Your task: Count the lines in the records below that contain the word "Serialize", and give only that number.

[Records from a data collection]
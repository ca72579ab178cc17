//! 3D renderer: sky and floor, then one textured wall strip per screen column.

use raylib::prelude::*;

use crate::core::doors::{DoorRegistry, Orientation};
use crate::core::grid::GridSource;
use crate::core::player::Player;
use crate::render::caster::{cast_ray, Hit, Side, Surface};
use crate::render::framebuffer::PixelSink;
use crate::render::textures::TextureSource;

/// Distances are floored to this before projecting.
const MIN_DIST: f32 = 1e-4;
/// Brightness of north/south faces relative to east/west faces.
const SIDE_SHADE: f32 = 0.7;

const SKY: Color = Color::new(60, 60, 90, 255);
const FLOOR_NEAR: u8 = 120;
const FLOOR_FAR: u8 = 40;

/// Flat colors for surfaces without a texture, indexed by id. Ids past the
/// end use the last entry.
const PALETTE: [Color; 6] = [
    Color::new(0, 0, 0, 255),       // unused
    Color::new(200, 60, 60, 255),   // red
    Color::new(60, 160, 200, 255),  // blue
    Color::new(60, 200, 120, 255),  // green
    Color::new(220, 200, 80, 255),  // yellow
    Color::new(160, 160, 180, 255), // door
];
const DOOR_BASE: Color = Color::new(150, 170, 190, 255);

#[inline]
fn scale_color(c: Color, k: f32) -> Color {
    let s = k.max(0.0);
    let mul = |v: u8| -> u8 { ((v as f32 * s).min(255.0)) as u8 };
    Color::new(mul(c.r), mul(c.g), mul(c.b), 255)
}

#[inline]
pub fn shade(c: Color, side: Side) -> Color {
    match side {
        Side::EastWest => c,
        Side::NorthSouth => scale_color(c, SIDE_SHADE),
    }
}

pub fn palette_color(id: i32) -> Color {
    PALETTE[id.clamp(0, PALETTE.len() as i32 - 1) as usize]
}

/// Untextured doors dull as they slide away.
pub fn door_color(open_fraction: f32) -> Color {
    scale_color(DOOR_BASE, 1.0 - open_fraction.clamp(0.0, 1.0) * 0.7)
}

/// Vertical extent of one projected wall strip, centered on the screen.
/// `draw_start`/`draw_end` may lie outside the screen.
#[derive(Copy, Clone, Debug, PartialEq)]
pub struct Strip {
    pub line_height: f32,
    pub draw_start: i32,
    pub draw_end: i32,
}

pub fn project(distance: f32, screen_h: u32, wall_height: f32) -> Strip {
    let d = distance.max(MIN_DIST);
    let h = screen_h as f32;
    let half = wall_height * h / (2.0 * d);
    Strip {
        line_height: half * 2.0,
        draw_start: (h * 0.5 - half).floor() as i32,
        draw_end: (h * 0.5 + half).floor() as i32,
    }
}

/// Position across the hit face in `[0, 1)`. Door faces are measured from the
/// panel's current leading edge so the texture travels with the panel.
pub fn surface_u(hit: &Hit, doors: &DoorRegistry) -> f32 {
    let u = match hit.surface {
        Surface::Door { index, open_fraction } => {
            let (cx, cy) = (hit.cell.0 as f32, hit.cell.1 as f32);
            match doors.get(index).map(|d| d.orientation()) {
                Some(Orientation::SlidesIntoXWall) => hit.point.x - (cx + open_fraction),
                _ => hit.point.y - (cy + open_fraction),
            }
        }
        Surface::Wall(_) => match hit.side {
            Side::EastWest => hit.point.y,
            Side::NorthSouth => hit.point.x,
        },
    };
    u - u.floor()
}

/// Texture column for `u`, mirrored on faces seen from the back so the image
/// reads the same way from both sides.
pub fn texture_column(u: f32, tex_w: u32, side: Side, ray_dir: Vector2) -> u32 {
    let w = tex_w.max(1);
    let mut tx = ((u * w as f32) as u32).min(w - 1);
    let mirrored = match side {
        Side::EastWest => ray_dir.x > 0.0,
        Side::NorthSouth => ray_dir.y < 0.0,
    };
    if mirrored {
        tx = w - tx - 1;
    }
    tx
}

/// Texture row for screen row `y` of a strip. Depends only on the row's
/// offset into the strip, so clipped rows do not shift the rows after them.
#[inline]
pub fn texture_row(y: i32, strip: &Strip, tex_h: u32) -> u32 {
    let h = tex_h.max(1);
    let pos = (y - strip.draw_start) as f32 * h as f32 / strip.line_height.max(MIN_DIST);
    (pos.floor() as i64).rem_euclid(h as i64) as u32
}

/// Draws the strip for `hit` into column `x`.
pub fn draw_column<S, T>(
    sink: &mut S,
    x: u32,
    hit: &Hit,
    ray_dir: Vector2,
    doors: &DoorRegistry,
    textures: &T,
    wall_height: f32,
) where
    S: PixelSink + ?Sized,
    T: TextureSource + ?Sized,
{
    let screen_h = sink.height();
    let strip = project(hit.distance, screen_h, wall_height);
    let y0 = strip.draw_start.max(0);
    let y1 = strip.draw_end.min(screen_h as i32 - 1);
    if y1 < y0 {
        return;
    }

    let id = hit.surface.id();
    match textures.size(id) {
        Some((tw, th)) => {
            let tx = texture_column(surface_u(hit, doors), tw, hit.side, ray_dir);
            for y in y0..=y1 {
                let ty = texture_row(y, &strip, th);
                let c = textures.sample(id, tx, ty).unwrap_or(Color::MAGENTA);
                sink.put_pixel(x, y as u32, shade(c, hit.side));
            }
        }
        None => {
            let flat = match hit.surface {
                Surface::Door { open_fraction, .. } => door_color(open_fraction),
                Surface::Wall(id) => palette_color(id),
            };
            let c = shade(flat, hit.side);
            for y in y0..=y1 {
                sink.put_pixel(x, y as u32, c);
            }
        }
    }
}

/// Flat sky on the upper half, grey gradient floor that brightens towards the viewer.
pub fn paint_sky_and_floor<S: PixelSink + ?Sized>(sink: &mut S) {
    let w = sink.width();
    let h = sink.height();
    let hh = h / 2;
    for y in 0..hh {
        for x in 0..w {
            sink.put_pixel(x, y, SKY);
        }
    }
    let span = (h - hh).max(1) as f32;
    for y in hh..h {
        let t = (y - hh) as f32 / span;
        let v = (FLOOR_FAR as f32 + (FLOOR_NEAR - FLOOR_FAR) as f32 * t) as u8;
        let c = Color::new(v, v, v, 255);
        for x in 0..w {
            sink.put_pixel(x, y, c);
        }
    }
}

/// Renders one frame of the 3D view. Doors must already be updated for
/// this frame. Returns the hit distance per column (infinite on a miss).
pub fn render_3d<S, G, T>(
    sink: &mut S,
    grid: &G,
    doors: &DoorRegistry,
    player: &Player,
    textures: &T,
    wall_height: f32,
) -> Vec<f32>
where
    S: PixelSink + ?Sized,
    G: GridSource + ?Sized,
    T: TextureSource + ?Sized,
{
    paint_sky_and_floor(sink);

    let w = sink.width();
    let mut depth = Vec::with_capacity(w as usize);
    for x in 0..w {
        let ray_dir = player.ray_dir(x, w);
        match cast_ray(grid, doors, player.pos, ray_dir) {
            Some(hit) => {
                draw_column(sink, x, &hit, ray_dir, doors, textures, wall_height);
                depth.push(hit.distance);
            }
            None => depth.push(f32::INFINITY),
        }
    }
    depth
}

...

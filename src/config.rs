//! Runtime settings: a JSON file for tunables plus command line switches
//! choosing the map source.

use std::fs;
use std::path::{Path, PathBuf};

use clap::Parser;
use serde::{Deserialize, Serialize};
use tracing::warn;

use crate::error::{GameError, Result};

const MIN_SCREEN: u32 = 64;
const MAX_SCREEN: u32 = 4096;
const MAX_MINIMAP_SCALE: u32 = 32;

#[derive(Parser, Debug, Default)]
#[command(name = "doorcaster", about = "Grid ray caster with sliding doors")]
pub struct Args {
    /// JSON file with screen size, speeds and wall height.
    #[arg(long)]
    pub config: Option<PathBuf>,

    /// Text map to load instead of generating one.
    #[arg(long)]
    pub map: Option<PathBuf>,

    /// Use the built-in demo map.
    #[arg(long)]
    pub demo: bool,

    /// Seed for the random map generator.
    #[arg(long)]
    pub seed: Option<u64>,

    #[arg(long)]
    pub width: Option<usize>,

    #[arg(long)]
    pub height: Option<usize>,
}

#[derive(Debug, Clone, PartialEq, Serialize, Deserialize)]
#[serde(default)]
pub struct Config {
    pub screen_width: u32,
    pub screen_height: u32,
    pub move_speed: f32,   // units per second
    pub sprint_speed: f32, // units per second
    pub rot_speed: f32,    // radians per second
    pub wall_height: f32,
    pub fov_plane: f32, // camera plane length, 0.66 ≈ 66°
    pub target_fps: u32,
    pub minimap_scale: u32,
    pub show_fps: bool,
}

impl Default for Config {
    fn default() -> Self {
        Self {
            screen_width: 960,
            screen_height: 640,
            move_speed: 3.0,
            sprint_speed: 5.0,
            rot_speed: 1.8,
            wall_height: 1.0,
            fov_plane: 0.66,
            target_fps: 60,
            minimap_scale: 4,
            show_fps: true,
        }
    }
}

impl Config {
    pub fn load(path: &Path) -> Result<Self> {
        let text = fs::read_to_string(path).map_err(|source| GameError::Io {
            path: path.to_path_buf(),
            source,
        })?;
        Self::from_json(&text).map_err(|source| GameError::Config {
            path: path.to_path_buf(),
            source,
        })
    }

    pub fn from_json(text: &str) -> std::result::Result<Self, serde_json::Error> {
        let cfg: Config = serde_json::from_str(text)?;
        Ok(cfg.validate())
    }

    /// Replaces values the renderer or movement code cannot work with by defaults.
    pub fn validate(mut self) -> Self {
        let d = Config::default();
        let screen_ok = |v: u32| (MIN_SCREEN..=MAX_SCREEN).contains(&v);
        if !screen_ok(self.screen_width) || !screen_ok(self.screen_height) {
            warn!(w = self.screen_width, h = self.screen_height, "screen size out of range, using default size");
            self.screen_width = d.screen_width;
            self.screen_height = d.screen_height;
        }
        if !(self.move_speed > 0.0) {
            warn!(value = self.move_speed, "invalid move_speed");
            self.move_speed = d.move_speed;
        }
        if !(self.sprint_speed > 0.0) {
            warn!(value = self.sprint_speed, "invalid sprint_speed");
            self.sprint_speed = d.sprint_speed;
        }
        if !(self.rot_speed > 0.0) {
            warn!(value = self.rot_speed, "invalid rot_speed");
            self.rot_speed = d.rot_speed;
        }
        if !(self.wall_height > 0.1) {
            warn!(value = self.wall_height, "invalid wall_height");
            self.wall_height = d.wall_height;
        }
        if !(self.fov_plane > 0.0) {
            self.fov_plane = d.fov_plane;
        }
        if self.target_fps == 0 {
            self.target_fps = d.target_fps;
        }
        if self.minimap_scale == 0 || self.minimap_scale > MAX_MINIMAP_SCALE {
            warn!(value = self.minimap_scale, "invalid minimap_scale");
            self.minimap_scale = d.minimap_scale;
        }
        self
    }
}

--

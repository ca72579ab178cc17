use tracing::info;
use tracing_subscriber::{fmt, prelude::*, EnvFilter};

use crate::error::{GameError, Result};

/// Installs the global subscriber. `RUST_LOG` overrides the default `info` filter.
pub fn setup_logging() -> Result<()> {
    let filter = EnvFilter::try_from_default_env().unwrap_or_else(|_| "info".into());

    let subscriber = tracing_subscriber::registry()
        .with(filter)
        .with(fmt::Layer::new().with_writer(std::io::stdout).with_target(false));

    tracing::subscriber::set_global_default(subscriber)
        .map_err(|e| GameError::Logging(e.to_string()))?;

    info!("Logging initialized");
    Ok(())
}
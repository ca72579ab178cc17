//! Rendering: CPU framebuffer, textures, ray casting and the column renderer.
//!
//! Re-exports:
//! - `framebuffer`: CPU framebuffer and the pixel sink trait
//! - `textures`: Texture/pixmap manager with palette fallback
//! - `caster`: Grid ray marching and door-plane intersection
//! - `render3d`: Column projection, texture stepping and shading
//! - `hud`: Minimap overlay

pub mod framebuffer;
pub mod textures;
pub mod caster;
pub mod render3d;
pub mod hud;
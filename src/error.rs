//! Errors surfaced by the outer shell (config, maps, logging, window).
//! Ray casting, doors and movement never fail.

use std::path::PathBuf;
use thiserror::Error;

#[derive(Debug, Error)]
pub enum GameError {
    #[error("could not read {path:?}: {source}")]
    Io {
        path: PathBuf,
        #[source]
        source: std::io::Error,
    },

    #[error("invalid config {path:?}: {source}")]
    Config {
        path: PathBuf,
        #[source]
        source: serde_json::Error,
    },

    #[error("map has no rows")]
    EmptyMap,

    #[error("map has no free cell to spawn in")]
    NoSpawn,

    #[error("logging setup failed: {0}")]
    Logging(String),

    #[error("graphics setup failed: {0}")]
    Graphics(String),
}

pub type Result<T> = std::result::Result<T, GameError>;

Result of this exercise: 2